CLOOTS JEAN-BAPTISTE dit ANACHARSIS (1755-1794)
L'une des figures les plus curieuses de la Révolution, celle d'un étranger fasciné par les événements français de 1789 à 1794. « Si beaucoup de Français partaient, écrit Michelet, beaucoup d'étrangers venaient ; ils s'associaient de cœur à toutes nos agitations, ils venaient épouser la France. Et dussent-ils y mourir, ils l'aimaient mieux que vivre ailleurs ; ici, ils étaient au moins, s'il mouraient, sûrs d'avoir vécu. »
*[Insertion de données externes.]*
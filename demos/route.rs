use great_circle::{Coordinate, compute_bearing, compute_distance, compute_great_circle_path};
use serde_json::json;
use std::env;

const PATH_POINTS: usize = 100;

fn main() -> Result<(), Box<dyn std::error::Error>> {
    let args: Vec<String> = env::args().collect();
    if args.len() != 5 {
        eprintln!("Usage: {} <lat1> <lon1> <lat2> <lon2>", args[0]);
        std::process::exit(1);
    }

    let values = args[1..]
        .iter()
        .map(|arg| arg.parse::<f64>())
        .collect::<Result<Vec<_>, _>>()?;

    let from = Coordinate::try_new(values[0], values[1])?;
    let to = Coordinate::try_new(values[2], values[3])?;

    let distance = compute_distance(from, to)?;
    let bearing = compute_bearing(from, to)?;

    println!("=== Great Circle ===");
    println!("From: {from}");
    println!("To: {to}");
    println!("Distance: {distance:.2} km");
    println!("Initial bearing: {:.2}°", bearing.initial_bearing);
    println!("Final bearing: {:.2}°", bearing.final_bearing);

    let path = compute_great_circle_path(from, to, PATH_POINTS)?;
    let center = path.bounding_box().center();
    println!("Map center: {center}");

    // GeoJSON uses [lon, lat] order
    let coordinates: Vec<[f64; 2]> = path.iter().map(|pt| [pt.lon, pt.lat]).collect();

    let feature = json!({
        "type": "Feature",
        "geometry": {
            "type": "LineString",
            "coordinates": coordinates
        },
        "properties": {
            "distance_km": distance,
            "initial_bearing": bearing.initial_bearing,
            "final_bearing": bearing.final_bearing
        }
    });

    println!("{}", serde_json::to_string_pretty(&feature)?);

    Ok(())
}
Originaire du duché de Clèves en Rhénanie, fils d'un conseiller secret du roi de Prusse, possesseur d'une grande fortune héritée d'une famille de riches armateurs hollandais, francophile passionné (il écrivit en 1786 Les Vœux d'un gallophile), le baron Jean-Baptiste Cloots, dit Anacharsis Cloots, s'enthousiasme pour la Révolution française et vient se fixer à Paris. « J'étudie, disait-il, le cœur humain dans les bourgs et les faubourgs, à la campagne, à la ville, dans les clubs et les groupes. » Il collabore au Moniteur, au Patriote français, aux Révolutions de France et de Brabant ; il prend la parole dans les clubs et se baptise lui-même « l'orateur du genre humain » ou encore « l'ennemi personnel de Jésus-Christ ». Il pousse à la guerre contre les souverains : « Nous allons soulever la jacquerie des laboureurs européens. Il ne nous reste plus qu'à mettre à prix les têtes des tyrans. » Son idée fixe, son rêve, c'est de réaliser la république universelle de toutes les patries fédérées. Tant d'agitation lui vaut un siège à la Convention comme représentant de l'Oise. Sa position ? Il l'exposa dans une brochure, Ni Marat ni Roland, qui est en fait dirigée contre les Girondins. Il ne gagne pas pour autant la sympathie de Robespierre qui le suspecte d'être espion et contre-révolutionnaire parce qu'étranger (« Pouvons-nous regarder comme patriote un baron allemand ? [...] Dédaignant le titre de citoyen français, il ne voulait que celui de citoyen du monde. Eh ! s'il eût été bon Français, eût-il voulu que nous tentassions la conquête de l'univers ? ») et lui reproche sa participation au culte de la Raison. Exclu du club des Jacobins, Cloots proteste vainement en publiant un Appel au genre humain qui suscitera la juste admiration de Michelet : « La cause de tous mes malheurs, c'est d'aimer trop le genre humain, et pas assez les cliques et les personnages [...]. France, tu seras heureuse lorsque tu seras guérie des individus. » Exclu de la Convention comme étranger (il avait pourtant reçu la nationalité française par décret de la Législative), arrêté, traduit devant le Tribunal révolutionnaire, Cloots est exécuté avec les hébertistes le 24 mars 1794. Sur le chemin de l'échafaud, pour apaiser une dernière dispute entre les autres condamnés, il leur récitera des vers en riant.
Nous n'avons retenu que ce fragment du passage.